## TASK BRIEF
Out of the material that follows, write out exactly the lines from the line with "filename business/src/domain/errors.rs" to the line with "filename business/src/domain/product/value_objects.rs", both ends included, and no others.

● ● ● ● ●

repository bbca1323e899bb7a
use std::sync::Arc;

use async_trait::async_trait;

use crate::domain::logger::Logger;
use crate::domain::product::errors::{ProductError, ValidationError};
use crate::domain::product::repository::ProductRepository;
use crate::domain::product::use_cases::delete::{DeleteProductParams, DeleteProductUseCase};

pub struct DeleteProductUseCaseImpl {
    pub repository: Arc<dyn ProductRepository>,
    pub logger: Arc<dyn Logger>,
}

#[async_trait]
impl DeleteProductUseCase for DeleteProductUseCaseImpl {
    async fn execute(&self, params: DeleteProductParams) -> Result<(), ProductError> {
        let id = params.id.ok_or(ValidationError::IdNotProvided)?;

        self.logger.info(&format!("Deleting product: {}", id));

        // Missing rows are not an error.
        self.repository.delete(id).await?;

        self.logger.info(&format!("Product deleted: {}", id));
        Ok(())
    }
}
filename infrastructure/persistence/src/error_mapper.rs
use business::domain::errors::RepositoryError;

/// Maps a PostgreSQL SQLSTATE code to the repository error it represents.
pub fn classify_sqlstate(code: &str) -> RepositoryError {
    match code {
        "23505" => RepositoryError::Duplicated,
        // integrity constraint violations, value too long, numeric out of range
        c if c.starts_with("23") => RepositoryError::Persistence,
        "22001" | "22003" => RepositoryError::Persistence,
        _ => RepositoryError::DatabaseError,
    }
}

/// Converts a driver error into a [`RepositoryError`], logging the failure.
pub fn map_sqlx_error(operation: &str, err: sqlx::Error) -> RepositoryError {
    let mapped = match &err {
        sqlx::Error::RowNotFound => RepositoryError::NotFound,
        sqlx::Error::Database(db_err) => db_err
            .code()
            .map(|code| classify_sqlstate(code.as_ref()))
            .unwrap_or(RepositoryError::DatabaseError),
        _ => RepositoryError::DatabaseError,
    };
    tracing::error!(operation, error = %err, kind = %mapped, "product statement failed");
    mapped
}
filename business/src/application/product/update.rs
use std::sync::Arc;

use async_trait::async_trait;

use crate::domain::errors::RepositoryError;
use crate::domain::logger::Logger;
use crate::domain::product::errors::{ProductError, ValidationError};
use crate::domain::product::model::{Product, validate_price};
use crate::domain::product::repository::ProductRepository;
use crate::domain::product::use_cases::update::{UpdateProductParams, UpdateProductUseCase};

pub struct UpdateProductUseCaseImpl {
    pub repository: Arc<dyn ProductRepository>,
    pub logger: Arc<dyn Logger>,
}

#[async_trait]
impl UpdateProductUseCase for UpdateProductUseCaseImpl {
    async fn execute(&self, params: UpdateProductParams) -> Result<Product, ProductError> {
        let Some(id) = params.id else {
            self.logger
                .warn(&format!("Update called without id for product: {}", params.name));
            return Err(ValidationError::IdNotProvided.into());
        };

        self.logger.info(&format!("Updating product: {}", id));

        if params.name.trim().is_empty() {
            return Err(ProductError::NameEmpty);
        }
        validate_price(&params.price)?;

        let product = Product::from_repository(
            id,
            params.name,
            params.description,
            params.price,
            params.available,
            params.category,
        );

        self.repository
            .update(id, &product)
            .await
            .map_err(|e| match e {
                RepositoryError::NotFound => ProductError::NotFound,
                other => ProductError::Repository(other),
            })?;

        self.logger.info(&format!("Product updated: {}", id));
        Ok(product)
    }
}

● ● ● ● ●

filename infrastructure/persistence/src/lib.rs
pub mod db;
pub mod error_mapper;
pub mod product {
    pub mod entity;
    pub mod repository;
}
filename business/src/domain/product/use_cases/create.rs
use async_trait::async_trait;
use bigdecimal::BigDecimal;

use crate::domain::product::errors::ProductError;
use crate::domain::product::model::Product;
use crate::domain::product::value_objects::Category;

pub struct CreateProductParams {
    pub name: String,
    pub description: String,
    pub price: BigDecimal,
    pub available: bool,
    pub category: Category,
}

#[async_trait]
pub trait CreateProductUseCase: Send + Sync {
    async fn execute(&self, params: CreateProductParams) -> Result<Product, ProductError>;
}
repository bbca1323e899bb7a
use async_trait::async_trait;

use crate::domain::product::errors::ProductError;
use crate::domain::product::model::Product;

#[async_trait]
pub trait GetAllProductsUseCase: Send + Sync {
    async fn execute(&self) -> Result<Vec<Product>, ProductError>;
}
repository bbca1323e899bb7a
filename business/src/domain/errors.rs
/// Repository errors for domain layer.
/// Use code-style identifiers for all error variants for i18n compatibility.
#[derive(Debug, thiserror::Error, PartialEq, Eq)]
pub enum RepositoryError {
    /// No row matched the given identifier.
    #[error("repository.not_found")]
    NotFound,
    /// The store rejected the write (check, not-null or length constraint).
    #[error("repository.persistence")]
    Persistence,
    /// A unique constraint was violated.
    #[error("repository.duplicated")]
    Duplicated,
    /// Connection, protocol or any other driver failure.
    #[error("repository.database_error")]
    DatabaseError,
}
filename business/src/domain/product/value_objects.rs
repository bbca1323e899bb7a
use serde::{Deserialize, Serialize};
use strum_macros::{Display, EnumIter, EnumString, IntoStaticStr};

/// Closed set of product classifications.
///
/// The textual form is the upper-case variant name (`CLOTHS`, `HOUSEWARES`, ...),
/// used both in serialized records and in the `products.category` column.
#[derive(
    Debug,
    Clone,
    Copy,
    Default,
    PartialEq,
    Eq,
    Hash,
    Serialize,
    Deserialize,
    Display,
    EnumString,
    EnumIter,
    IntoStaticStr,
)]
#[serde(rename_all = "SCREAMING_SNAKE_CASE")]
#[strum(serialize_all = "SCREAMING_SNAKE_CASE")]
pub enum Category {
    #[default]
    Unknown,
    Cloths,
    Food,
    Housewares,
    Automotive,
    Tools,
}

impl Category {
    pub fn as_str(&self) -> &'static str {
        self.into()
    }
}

● ● ● ● ●

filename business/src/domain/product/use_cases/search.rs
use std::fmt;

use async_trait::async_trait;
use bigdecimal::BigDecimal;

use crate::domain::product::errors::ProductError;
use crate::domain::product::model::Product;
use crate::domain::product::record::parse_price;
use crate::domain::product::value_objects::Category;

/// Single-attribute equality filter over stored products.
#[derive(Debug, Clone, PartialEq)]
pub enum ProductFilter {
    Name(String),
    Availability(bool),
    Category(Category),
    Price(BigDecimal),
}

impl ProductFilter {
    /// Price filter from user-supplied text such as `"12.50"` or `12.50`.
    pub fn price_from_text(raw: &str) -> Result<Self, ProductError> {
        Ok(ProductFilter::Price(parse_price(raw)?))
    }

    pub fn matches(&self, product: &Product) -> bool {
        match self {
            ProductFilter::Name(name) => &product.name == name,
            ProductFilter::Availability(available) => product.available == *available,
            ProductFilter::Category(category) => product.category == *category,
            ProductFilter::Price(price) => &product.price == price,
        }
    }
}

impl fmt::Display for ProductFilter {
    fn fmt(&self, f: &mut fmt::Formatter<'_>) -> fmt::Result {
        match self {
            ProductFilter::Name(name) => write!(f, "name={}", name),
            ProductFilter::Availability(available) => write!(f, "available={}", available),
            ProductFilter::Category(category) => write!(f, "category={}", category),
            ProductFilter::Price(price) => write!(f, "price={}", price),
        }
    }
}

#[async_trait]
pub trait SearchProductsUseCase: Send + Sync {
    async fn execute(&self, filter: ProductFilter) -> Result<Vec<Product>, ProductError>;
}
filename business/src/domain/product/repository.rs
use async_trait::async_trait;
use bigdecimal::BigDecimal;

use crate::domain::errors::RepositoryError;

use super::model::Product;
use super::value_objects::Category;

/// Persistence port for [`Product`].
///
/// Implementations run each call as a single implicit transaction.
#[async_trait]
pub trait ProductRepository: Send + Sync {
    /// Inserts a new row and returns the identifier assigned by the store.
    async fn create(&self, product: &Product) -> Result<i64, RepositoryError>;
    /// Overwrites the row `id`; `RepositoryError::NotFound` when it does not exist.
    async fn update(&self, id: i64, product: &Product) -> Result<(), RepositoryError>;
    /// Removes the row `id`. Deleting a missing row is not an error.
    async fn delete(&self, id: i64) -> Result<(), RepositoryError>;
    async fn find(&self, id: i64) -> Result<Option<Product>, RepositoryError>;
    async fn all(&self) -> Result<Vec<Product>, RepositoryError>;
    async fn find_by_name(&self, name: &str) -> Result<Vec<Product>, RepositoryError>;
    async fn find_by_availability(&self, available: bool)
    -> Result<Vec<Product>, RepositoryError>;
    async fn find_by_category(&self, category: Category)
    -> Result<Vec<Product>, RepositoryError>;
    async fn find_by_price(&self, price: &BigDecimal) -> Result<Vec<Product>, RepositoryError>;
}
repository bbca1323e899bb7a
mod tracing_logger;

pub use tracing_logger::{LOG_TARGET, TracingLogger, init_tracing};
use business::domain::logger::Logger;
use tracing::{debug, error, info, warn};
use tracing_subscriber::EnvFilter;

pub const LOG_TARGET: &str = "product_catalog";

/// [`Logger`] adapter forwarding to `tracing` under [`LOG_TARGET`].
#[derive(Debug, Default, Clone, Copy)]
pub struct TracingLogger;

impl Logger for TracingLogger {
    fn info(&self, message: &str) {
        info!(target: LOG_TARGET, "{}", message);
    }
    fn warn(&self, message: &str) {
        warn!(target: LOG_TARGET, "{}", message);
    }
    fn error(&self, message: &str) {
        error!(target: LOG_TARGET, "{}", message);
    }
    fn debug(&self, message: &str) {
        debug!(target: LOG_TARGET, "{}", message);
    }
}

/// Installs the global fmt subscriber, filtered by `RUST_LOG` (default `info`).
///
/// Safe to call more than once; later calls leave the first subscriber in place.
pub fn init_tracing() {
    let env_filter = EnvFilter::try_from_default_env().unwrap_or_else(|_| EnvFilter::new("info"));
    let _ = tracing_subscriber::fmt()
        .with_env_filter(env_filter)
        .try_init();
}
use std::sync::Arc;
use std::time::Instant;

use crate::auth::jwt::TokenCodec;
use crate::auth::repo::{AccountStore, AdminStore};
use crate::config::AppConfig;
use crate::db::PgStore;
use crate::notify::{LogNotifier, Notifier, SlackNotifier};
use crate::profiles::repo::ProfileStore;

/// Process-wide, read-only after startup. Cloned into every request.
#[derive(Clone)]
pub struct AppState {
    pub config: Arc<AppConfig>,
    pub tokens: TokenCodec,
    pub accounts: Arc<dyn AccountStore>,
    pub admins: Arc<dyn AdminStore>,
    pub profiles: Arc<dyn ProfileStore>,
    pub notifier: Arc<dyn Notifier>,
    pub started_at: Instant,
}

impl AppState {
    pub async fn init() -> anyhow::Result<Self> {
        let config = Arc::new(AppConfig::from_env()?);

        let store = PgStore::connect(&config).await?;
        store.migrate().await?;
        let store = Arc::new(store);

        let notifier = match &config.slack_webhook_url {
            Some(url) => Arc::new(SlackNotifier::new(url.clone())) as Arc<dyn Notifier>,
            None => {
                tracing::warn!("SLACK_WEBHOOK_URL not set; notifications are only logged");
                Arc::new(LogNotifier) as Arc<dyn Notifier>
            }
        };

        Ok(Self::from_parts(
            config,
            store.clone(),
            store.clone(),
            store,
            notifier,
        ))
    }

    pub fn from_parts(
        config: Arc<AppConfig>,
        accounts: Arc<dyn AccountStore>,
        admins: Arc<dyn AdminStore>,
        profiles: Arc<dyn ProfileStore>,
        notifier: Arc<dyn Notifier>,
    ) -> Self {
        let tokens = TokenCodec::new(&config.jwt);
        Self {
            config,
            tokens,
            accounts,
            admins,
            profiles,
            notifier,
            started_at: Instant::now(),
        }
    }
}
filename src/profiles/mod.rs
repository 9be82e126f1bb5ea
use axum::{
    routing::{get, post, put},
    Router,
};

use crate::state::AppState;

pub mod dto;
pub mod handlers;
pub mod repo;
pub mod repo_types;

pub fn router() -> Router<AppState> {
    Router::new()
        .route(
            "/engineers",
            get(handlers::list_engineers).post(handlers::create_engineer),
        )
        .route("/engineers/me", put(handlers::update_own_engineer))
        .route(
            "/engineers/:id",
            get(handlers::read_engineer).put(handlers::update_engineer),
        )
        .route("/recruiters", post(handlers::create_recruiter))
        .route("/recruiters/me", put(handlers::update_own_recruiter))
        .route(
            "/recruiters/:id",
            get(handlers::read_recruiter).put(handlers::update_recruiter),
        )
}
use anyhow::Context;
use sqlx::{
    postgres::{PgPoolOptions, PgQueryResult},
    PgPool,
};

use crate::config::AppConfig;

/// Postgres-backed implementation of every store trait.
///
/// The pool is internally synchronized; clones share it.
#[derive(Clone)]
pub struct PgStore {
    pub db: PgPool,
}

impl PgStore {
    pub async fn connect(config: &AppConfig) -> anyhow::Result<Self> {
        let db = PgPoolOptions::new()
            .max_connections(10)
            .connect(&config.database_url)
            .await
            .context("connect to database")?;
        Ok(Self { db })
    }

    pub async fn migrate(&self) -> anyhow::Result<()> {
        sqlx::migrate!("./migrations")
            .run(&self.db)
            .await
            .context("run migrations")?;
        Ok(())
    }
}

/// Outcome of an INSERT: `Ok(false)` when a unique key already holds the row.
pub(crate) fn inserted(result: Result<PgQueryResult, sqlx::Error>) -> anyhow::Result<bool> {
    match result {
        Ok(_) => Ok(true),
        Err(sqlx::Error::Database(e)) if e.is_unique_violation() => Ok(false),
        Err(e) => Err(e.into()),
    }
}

● ● ● ● ●

## ANSWER
filename business/src/domain/errors.rs
/// Repository errors for domain layer.
/// Use code-style identifiers for all error variants for i18n compatibility.
#[derive(Debug, thiserror::Error, PartialEq, Eq)]
pub enum RepositoryError {
    /// No row matched the given identifier.
    #[error("repository.not_found")]
    NotFound,
    /// The store rejected the write (check, not-null or length constraint).
    #[error("repository.persistence")]
    Persistence,
    /// A unique constraint was violated.
    #[error("repository.duplicated")]
    Duplicated,
    /// Connection, protocol or any other driver failure.
    #[error("repository.database_error")]
    DatabaseError,
}
filename business/src/domain/product/value_objects.rs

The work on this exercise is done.